[Collected data]
----------------------------------------
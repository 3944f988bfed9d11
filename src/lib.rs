// Copyright (c) 2025 - Cowboy AI, Inc.
//! Lab-room reservations
//!
//! Students request hourly bookings of computer laboratories; administrators
//! approve or reject them. The crate provides the availability engine, the
//! booking-rule validator, the review state machine, email notifications,
//! and store abstractions, tied together by the service layer.

pub mod auth;
pub mod availability;
pub mod config;
pub mod domain;
pub mod errors;
pub mod notification;
pub mod service;
pub mod state_machine;
pub mod store;
pub mod validation;

// Re-export commonly used types
pub use availability::{check_availability, day_availability, DayAvailability, HourAvailability};
pub use config::{BookingPolicy, NotificationConfig, ServiceConfig};
pub use domain::{
    LabRoom, Reservation, ReservationId, ReservationRequest, ReservationStatus, RoomType, TimeSlot,
    LAB_ROOMS,
};
pub use errors::{ReservationError, ReservationResult};
pub use service::{
    ReservationService, ServiceError, ServiceResult, StoreBackedReservationService,
    SubmitReservationCommand,
};
pub use store::{InMemoryStore, JsonFileStore};
pub use validation::{validate_reservation, RuleViolation, ValidationReport};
----------------------------------------
◆ **About this task**
Nothing in the records above may be left out when you repeat them exactly.

◆ **Response**
repository 3944f988bfed9d11
filename src/lib.rs
// Copyright (c) 2025 - Cowboy AI, Inc.
//! Lab-room reservations
//!
//! Students request hourly bookings of computer laboratories; administrators
//! approve or reject them. The crate provides the availability engine, the
//! booking-rule validator, the review state machine, email notifications,
//! and store abstractions, tied together by the service layer.

pub mod auth;
pub mod availability;
pub mod config;
pub mod domain;
pub mod errors;
pub mod notification;
pub mod service;
pub mod state_machine;
pub mod store;
pub mod validation;

// Re-export commonly used types
pub use availability::{check_availability, day_availability, DayAvailability, HourAvailability};
pub use config::{BookingPolicy, NotificationConfig, ServiceConfig};
pub use domain::{
    LabRoom, Reservation, ReservationId, ReservationRequest, ReservationStatus, RoomType, TimeSlot,
    LAB_ROOMS,
};
pub use errors::{ReservationError, ReservationResult};
pub use service::{
    ReservationService, ServiceError, ServiceResult, StoreBackedReservationService,
    SubmitReservationCommand,
};
pub use store::{InMemoryStore, JsonFileStore};
pub use validation::{validate_reservation, RuleViolation, ValidationReport};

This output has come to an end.